I think, you said you are already in therapy? In this case, I would definitely talk with your therapist about this and things you want to adopt beforehand. If you want a simple concrete tip, you could try the "mindfulness coach" by the US department of veteran affairs. I liked it a lot and the apps from there get good privacy recommendations from mozilla.

I am a bit suprised by the many people recommending to just stop giving fucks. Is this what you really want? Or do you just want avoid the emotions of taking control?

[–] CommunistBear@hexbear.net 2 points 11 months ago

Admittedly I'm usually drunk or high but an overwhelming disposition of "it do be like that" seems to help the bullshit slide off

[–] bhmnscmm@lemmy.world 2 points 11 months ago

Regular exercise (every other day at least) makes a big difference for me.

[–] focusforte@lemmy.world 2 points 11 months ago

Going with the flow is such an important skill that more parents need to put more of a focus in teaching. It's all about making sure that your response is a realistic way of attaining your goal in the situation.

If I'm talking to someone else and trying to help them through a situation like they say, ask them to think for a minute if getting angry will do anything at all to help the situation they find themselves in.

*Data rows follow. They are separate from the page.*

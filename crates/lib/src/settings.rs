//! Service endpoints and polling cadence.
//!
//! Every value has a default and can be overridden from the environment:
//!
//! | Variable                  | Default                             |
//! |---------------------------|-------------------------------------|
//! | `GCB_STORAGE_ENDPOINT`    | `https://storage.googleapis.com`    |
//! | `GCB_CLOUDBUILD_ENDPOINT` | `https://cloudbuild.googleapis.com` |
//! | `GCB_POLL_INTERVAL`       | `3s`                                |
//! | `GCB_REGISTRY`            | `gcr.io`                            |

use std::time::Duration;

use thiserror::Error;

use crate::consts::{DEFAULT_CLOUDBUILD_ENDPOINT, DEFAULT_POLL_INTERVAL_SECS, DEFAULT_REGISTRY, DEFAULT_STORAGE_ENDPOINT};

pub const STORAGE_ENDPOINT_ENV: &str = "GCB_STORAGE_ENDPOINT";
pub const CLOUDBUILD_ENDPOINT_ENV: &str = "GCB_CLOUDBUILD_ENDPOINT";
pub const POLL_INTERVAL_ENV: &str = "GCB_POLL_INTERVAL";
pub const REGISTRY_ENV: &str = "GCB_REGISTRY";

#[derive(Debug, Error, PartialEq, Eq)]
pub enum SettingsError {
  #[error("invalid {name} value '{value}': {reason}")]
  Invalid {
    name: &'static str,
    value: String,
    reason: String,
  },
}

#[derive(Debug, Clone, PartialEq, Eq)]
pub struct Settings {
  pub storage_endpoint: String,
  pub cloudbuild_endpoint: String,
  pub poll_interval: Duration,
  pub registry: String,
}

impl Default for Settings {
  fn default() -> Self {
    Self {
      storage_endpoint: DEFAULT_STORAGE_ENDPOINT.to_string(),
      cloudbuild_endpoint: DEFAULT_CLOUDBUILD_ENDPOINT.to_string(),
      poll_interval: Duration::from_secs(DEFAULT_POLL_INTERVAL_SECS),
      registry: DEFAULT_REGISTRY.to_string(),
    }
  }
}

fn env_value(name: &str) -> Option<String> {
  std::env::var(name)
    .ok()
    .map(|v| v.trim().to_string())
    .filter(|v| !v.is_empty())
}

impl Settings {
  /// Defaults overlaid with any `GCB_*` environment variables.
  pub fn from_env() -> Result<Self, SettingsError> {
    let mut settings = Self::default();
    if let Some(endpoint) = env_value(STORAGE_ENDPOINT_ENV) {
      settings.storage_endpoint = endpoint;
    }
    if let Some(endpoint) = env_value(CLOUDBUILD_ENDPOINT_ENV) {
      settings.cloudbuild_endpoint = endpoint;
    }
    if let Some(registry) = env_value(REGISTRY_ENV) {
      settings.registry = registry;
    }
    if let Some(raw) = env_value(POLL_INTERVAL_ENV) {
      let interval = humantime::parse_duration(&raw).map_err(|e| SettingsError::Invalid {
        name: POLL_INTERVAL_ENV,
        value: raw.clone(),
        reason: e.to_string(),
      })?;
      if interval.is_zero() {
        return Err(SettingsError::Invalid {
          name: POLL_INTERVAL_ENV,
          value: raw,
          reason: "must be greater than zero".to_string(),
        });
      }
      settings.poll_interval = interval;
    }
    Ok(settings)
  }
}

"You are absolutely right to be upset about this situation, and if you need to take a minute to feel that rage, go right ahead. Once you're ready though, let's take a deep breath, remember that we can't change what's already happened and instead be strategic and intentional about what we do from here to correct for what just happened"

Being able to gain control of yourself is a skill that requires practice. Intrusive thoughts and feelings and emotions happen to everyone, the trick is just recognizing when it's happening. When you recognize that it's happening, take a deep breath and shake it off. For me that means just slowing down and being much more methodical and intentional about anything that I say or do until that fight or flight mode response disengages. Be conscious of the fact that my reflexes cannot be trusted when I am in fight or flight mode.